Updated: Nov 25, 2020
Trying to solve a problem with only data is like trying to understand a book by only reading the count of keywords. You may get the gist of the topic, but you’ll never know the story - or if you are even reading the right book.
A pervasive thought in many organizations is that if we could only get all of the data together then we could really figure out how to solve a problem, make a better decision, or generate exciting new revenue streams. This is a completely reasonable thought as having all of the data could result in all of those things. But moving blindly forward with collecting all of the data will lead to a lot of frustration:
Why aren’t we getting any insights from this data?
Why is it taking so long to put everything together?
We just invested a ton of money into this project, why aren’t my analysts able to answer my questions?
The short answer is that getting the data together was only one step of many to solve your problem. Think of data as just words in a book. Certainly, each word has some meaning by itself, but the real value comes when all of the words are put together to convey an idea. There is a reason why libraries consist of books and not just the words that comprise the books. Having a strategy to collect all of the data is equivalent to collecting all of the words ever written. At the end, you’ll have a dictionary that has some uses but no one ever goes to a dictionary to figure out how to solve a problem. Most data strategies today are only building dictionaries and getting exactly the kind of boring results you’d expect to get from a dictionary.

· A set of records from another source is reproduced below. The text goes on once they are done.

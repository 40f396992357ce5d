//! CLI error types and exit code mapping

use restcanary_core::error::CanaryError;

/// Errors surfaced to the user by the restcanary CLI.
#[derive(Debug, thiserror::Error)]
pub enum CliError {
    /// Configuration loading or validation failure.
    #[error("configuration error: {0}")]
    Config(String),

    /// A command-specific operation failed.
    #[error("{0}")]
    Command(String),

    /// The target service could not be reached at all.
    #[error("service not reachable: {0}")]
    ServiceUnreachable(String),

    /// The lifecycle run finished with at least one failing scenario.
    #[error("contract failure: {0}")]
    ContractFailure(String),

    /// JSON serialization failed while rendering output.
    #[error("json output error: {0}")]
    JsonSerialize(#[from] serde_json::Error),

    /// IO error (file read, stdout write, etc.).
    #[error("io error: {0}")]
    Io(#[from] std::io::Error),

    /// Wrapped domain error from restcanary-core.
    #[error("{0}")]
    Core(#[from] CanaryError),
}

impl CliError {
    /// Map the error to a process exit code.
    ///
    /// | Code | Meaning                 |
    /// |------|-------------------------|
    /// | 0    | Success                 |
    /// | 1    | General / command error |
    /// | 2    | Configuration error     |
    /// | 3    | Service unreachable     |
    /// | 4    | Contract failure        |
    /// | 10   | IO error                |
    pub fn exit_code(&self) -> i32 {
        match self {
            Self::Config(_) => 2,
            Self::ServiceUnreachable(_) => 3,
            Self::ContractFailure(_) => 4,
            Self::Io(_) => 10,
            Self::Command(_) | Self::JsonSerialize(_) | Self::Core(_) => 1,
        }
    }
}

Now dictionaries still have their place in the world, so we shouldn’t completely throw out the concept of collecting data. The key is figuring out when to collect the data and, more importantly, what data we should be collecting. It may go without saying, but you should only start collecting your data once you know what data you want to collect. Similarly, most people wouldn’t go to a library before they knew what they were looking for. This requires that you define a clear problem, strategy or goal, and I generally wouldn’t recommend that you set your goal to collect all of the books ever written just because you could. Defining what data is exactly interesting should be the hardest and most rewarding part of any analytics project. By the time you are done, you should be able to define the problem so well that you may not even need to collect the data at all. The answer or insight may be obvious. If the answer isn’t obvious, then it is only a matter of time and technology mechanics to collect and analyze the data to get an answer to your problem. Skipping this first step will most often result in you realizing you’ve been reading a summary of words from a poorly written children’s book on cats instead of the insights from the work of Socrates.
For those who are skeptics, consider the following word cloud of this blog post. Can you tell from just the word frequencies the core ideas of this post? From a data and analytics perspective, it is fairly straightforward to extract the data from this blog post, clean it up, and put it into a graphical form, but it doesn’t tell you the full story. The data from this document is not enough and neither is your data to solve your problem.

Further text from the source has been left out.